BEGIN Supplied records

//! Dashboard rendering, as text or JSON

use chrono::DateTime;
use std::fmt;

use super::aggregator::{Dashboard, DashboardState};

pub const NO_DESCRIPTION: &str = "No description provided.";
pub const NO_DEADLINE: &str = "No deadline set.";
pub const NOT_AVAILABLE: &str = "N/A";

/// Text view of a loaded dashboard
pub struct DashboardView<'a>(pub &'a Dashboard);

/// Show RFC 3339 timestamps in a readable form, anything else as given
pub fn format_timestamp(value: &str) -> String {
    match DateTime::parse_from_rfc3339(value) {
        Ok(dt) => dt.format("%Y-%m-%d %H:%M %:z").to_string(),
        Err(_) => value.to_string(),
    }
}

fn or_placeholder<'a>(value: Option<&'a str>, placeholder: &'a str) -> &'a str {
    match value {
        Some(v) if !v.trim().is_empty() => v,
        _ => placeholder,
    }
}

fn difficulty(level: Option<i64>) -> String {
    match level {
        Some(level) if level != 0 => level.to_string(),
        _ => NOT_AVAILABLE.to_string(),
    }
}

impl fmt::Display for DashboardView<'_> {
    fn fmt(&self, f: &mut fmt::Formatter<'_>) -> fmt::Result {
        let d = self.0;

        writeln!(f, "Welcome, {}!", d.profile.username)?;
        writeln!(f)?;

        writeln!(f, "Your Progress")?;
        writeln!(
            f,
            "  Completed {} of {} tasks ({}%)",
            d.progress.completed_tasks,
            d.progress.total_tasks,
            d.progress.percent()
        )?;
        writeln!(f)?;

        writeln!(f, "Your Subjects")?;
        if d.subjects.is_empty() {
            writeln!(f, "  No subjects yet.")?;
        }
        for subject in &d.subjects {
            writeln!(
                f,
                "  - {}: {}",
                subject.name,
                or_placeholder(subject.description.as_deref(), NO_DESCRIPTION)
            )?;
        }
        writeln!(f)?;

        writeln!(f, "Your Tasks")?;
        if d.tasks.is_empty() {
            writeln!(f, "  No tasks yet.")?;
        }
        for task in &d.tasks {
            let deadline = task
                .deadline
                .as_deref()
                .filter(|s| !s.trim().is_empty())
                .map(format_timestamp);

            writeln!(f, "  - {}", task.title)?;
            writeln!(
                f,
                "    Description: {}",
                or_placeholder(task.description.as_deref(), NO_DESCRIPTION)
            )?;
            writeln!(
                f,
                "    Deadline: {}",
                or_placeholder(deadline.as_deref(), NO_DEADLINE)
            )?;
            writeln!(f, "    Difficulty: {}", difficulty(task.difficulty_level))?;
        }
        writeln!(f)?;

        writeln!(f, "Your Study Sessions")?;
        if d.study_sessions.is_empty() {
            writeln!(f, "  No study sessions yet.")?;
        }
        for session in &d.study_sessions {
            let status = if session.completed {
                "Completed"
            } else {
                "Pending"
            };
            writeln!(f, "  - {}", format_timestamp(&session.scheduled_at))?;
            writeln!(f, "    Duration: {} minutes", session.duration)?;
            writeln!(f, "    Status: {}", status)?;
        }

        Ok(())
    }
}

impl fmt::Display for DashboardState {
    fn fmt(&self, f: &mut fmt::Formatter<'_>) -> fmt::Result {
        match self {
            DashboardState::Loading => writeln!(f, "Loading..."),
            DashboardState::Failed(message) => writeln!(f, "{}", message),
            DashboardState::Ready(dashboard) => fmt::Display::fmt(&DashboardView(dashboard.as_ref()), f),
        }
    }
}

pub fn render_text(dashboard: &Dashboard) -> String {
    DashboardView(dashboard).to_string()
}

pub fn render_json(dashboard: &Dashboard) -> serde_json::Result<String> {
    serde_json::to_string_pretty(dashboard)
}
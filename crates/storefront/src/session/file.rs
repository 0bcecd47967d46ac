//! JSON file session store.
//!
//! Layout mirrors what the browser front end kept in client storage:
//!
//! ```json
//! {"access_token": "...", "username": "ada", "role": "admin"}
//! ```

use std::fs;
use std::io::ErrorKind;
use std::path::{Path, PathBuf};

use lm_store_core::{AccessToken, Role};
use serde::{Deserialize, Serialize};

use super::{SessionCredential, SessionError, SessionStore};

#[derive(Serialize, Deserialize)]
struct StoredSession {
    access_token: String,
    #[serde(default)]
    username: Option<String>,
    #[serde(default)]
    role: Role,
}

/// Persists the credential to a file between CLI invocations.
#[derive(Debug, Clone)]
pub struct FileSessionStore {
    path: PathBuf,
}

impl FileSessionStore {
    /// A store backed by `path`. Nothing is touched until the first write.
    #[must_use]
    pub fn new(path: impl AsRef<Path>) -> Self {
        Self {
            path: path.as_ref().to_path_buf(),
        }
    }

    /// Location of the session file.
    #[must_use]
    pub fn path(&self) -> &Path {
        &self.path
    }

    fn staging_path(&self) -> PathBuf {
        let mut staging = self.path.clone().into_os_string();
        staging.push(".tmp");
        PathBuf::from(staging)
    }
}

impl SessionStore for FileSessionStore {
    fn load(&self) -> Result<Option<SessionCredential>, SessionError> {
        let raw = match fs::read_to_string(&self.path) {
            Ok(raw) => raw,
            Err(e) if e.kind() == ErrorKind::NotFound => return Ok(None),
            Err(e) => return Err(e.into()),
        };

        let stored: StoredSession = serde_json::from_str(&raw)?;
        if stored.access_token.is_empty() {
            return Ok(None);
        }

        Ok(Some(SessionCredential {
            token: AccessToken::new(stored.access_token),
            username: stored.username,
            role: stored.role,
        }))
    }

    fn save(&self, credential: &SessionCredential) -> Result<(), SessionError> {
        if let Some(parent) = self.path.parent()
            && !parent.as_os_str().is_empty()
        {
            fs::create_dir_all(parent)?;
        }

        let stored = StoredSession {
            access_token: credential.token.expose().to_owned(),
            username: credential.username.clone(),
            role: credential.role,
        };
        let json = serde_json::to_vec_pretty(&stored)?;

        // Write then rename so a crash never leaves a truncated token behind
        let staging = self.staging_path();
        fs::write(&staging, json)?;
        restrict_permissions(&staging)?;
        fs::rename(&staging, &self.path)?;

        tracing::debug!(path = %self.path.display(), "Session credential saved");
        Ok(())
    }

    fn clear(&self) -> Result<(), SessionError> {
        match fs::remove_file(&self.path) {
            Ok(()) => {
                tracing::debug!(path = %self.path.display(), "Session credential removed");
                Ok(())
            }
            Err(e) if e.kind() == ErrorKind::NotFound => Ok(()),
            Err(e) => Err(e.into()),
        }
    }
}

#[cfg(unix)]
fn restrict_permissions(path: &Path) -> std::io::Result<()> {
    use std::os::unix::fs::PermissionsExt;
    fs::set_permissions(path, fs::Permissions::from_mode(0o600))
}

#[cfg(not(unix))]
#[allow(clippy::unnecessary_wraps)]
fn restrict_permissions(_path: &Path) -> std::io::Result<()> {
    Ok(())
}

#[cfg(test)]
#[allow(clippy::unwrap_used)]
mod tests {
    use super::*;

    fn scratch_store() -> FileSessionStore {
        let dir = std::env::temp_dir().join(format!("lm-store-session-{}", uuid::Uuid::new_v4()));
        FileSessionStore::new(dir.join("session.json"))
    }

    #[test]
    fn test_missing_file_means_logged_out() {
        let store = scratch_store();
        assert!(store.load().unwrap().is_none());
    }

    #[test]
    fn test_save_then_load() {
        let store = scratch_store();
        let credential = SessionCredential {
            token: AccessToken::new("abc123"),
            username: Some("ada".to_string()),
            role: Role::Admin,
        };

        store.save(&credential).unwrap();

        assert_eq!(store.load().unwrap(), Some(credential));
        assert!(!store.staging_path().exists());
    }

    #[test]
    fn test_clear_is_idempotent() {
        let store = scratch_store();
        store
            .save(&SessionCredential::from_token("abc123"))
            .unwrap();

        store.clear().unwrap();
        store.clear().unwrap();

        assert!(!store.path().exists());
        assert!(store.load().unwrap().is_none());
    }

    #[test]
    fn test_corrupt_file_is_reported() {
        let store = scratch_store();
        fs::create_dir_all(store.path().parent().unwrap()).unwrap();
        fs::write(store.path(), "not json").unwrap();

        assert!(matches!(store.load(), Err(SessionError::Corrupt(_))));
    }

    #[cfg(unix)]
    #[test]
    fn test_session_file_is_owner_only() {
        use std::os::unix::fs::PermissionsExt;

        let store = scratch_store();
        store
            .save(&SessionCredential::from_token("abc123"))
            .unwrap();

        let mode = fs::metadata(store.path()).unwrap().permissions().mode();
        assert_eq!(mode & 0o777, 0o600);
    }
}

END Supplied records

What you are asked to do:
Each line of the entries that contains the word "SessionCredential" should be listed.

Task output:
use super::{SessionCredential, SessionError, SessionStore};
    fn load(&self) -> Result<Option<SessionCredential>, SessionError> {
        Ok(Some(SessionCredential {
    fn save(&self, credential: &SessionCredential) -> Result<(), SessionError> {
        let credential = SessionCredential {
            .save(&SessionCredential::from_token("abc123"))
            .save(&SessionCredential::from_token("abc123"))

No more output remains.